**Problem description**
Whenever a line contains the string "copied", copy it out of the entries.

**The data**
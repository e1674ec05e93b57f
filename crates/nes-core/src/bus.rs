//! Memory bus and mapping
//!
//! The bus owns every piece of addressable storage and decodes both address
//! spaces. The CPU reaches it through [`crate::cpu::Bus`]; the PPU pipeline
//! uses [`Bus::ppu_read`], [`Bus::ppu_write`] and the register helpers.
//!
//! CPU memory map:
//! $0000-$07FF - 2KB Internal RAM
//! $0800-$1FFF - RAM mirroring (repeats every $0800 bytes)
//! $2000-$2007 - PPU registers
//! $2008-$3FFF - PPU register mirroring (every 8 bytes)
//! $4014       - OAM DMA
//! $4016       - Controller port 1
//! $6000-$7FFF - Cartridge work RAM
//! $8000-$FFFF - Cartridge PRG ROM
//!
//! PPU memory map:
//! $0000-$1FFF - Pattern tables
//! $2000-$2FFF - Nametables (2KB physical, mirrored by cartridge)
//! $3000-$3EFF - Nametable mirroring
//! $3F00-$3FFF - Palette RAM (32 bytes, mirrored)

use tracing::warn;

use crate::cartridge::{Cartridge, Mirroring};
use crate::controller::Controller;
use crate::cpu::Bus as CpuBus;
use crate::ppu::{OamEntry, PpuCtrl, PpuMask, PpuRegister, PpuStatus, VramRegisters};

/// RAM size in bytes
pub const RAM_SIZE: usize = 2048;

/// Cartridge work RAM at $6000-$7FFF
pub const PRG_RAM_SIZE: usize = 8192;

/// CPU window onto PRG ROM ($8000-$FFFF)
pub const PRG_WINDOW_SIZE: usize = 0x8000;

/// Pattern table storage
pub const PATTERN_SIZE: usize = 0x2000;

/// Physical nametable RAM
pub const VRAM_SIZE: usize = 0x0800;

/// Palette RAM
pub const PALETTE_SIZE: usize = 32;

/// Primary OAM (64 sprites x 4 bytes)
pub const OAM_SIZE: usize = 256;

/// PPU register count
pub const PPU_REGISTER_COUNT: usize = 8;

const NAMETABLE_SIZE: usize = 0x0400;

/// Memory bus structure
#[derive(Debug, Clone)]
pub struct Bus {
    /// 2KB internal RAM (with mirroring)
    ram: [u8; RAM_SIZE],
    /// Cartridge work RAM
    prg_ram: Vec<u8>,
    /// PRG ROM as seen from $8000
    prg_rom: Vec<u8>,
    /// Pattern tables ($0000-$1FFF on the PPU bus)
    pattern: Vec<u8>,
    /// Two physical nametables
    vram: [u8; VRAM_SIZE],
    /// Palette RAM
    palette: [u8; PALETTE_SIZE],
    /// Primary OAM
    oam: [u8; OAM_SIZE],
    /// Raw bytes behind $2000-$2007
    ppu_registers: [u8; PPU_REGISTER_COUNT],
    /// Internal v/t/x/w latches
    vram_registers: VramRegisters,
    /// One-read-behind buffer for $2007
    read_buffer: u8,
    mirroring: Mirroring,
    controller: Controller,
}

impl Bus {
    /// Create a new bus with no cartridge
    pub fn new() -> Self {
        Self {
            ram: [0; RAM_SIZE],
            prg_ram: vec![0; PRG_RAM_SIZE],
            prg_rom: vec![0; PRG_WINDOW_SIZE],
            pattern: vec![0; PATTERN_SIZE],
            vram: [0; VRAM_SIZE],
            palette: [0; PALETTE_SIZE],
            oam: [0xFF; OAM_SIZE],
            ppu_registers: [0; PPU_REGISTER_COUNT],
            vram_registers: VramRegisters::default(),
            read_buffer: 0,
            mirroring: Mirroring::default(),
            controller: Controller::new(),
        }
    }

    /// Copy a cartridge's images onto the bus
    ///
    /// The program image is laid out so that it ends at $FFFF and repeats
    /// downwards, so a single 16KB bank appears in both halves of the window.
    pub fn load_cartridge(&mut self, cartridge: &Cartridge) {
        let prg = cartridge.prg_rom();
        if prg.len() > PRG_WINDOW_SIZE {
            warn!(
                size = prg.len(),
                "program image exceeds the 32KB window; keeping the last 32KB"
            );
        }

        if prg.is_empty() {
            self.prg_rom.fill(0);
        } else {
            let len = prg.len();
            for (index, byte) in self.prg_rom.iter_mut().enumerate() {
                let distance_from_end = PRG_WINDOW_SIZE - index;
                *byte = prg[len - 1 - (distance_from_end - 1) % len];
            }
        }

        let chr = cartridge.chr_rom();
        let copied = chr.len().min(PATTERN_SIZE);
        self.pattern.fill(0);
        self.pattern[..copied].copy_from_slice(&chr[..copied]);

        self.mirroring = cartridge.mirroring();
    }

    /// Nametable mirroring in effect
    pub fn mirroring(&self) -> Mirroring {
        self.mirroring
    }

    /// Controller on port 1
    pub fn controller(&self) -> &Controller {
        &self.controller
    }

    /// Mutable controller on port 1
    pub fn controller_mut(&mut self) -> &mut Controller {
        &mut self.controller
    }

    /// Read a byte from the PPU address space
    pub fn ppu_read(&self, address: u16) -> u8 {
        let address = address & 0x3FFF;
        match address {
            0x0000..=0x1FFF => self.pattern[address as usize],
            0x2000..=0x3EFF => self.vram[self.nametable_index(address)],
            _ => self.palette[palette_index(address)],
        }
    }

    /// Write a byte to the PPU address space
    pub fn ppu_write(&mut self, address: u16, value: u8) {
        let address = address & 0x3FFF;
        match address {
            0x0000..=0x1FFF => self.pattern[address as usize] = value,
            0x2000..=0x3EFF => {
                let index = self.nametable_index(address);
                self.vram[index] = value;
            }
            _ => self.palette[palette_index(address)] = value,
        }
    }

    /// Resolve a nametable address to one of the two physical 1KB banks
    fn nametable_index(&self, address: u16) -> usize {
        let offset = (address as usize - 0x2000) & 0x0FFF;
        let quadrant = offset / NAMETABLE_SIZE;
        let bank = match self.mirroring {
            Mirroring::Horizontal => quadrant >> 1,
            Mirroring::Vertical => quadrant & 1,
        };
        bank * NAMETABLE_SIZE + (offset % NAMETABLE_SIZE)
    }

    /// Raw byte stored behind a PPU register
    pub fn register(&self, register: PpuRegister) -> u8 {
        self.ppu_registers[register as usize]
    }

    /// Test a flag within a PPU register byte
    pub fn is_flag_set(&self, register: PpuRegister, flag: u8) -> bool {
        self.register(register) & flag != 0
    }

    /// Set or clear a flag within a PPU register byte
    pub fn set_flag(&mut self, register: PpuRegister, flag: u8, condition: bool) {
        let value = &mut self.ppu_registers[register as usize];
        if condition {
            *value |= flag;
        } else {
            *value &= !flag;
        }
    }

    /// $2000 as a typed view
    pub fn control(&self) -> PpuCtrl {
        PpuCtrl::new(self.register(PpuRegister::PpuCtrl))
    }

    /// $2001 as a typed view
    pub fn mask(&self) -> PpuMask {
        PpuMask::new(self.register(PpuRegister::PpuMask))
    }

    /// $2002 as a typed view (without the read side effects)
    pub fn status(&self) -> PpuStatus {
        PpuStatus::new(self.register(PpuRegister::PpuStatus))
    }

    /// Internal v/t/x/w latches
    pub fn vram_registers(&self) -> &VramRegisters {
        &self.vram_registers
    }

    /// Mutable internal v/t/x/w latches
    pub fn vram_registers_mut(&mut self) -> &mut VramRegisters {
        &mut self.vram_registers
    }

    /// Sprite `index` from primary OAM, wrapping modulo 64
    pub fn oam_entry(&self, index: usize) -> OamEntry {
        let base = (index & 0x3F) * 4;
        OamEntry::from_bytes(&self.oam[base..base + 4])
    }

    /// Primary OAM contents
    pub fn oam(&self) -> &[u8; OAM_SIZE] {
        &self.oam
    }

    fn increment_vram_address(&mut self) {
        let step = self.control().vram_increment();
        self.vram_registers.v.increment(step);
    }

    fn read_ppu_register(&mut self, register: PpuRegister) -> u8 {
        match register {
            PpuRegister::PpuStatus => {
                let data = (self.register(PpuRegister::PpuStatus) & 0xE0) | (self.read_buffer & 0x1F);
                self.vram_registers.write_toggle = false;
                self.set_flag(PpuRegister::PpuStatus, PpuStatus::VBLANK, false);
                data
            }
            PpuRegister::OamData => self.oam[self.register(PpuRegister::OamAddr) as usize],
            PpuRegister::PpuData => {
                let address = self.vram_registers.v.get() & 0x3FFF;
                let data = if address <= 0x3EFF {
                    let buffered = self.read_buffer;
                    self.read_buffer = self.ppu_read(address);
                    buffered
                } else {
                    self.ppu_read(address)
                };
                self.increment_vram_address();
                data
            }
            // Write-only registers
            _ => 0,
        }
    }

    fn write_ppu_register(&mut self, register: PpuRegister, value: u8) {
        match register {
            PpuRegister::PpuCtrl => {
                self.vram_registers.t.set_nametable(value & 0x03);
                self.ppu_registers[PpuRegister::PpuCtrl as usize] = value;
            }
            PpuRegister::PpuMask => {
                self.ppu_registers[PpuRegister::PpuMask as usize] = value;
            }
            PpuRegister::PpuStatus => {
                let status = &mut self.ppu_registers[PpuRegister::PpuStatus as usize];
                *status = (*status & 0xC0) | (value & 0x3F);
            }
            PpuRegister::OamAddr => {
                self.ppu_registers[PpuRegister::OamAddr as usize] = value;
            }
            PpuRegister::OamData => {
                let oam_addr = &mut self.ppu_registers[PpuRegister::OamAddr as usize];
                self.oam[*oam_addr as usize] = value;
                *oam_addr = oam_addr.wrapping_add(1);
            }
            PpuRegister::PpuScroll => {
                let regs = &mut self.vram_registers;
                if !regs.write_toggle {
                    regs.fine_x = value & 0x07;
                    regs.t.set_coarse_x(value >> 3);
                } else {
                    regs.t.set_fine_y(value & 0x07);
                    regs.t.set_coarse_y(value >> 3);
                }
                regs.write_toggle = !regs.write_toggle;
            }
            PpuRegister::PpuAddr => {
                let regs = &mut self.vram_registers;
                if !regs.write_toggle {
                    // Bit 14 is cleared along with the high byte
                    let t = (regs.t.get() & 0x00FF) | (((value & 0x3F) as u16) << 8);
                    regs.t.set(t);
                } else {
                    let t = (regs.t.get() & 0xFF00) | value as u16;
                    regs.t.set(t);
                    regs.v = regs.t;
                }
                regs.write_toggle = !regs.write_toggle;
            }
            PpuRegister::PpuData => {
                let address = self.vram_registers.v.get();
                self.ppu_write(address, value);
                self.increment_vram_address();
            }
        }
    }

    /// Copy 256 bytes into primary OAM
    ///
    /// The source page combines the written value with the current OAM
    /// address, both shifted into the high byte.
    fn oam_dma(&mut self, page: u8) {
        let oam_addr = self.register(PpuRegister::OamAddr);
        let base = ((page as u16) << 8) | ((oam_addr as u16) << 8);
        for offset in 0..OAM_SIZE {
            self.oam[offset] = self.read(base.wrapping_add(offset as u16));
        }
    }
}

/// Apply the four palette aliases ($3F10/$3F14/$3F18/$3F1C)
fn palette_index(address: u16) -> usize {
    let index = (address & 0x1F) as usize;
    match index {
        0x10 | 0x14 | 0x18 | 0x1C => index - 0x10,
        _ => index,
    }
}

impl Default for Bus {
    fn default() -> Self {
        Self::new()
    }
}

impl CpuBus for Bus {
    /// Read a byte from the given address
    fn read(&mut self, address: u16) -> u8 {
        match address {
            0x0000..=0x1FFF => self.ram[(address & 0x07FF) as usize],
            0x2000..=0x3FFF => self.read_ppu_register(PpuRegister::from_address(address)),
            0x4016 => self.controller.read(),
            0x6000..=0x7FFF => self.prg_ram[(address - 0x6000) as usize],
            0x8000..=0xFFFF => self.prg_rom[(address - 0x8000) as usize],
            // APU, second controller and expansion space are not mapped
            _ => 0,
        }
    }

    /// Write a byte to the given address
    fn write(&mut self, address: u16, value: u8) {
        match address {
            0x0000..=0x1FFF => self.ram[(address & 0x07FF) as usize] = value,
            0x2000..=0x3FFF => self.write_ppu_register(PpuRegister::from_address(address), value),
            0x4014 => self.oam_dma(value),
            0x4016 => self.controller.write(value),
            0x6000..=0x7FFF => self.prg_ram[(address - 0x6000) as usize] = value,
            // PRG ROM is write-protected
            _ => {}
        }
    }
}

**Output of the task**
        let copied = chr.len().min(PATTERN_SIZE);
        self.pattern[..copied].copy_from_slice(&chr[..copied]);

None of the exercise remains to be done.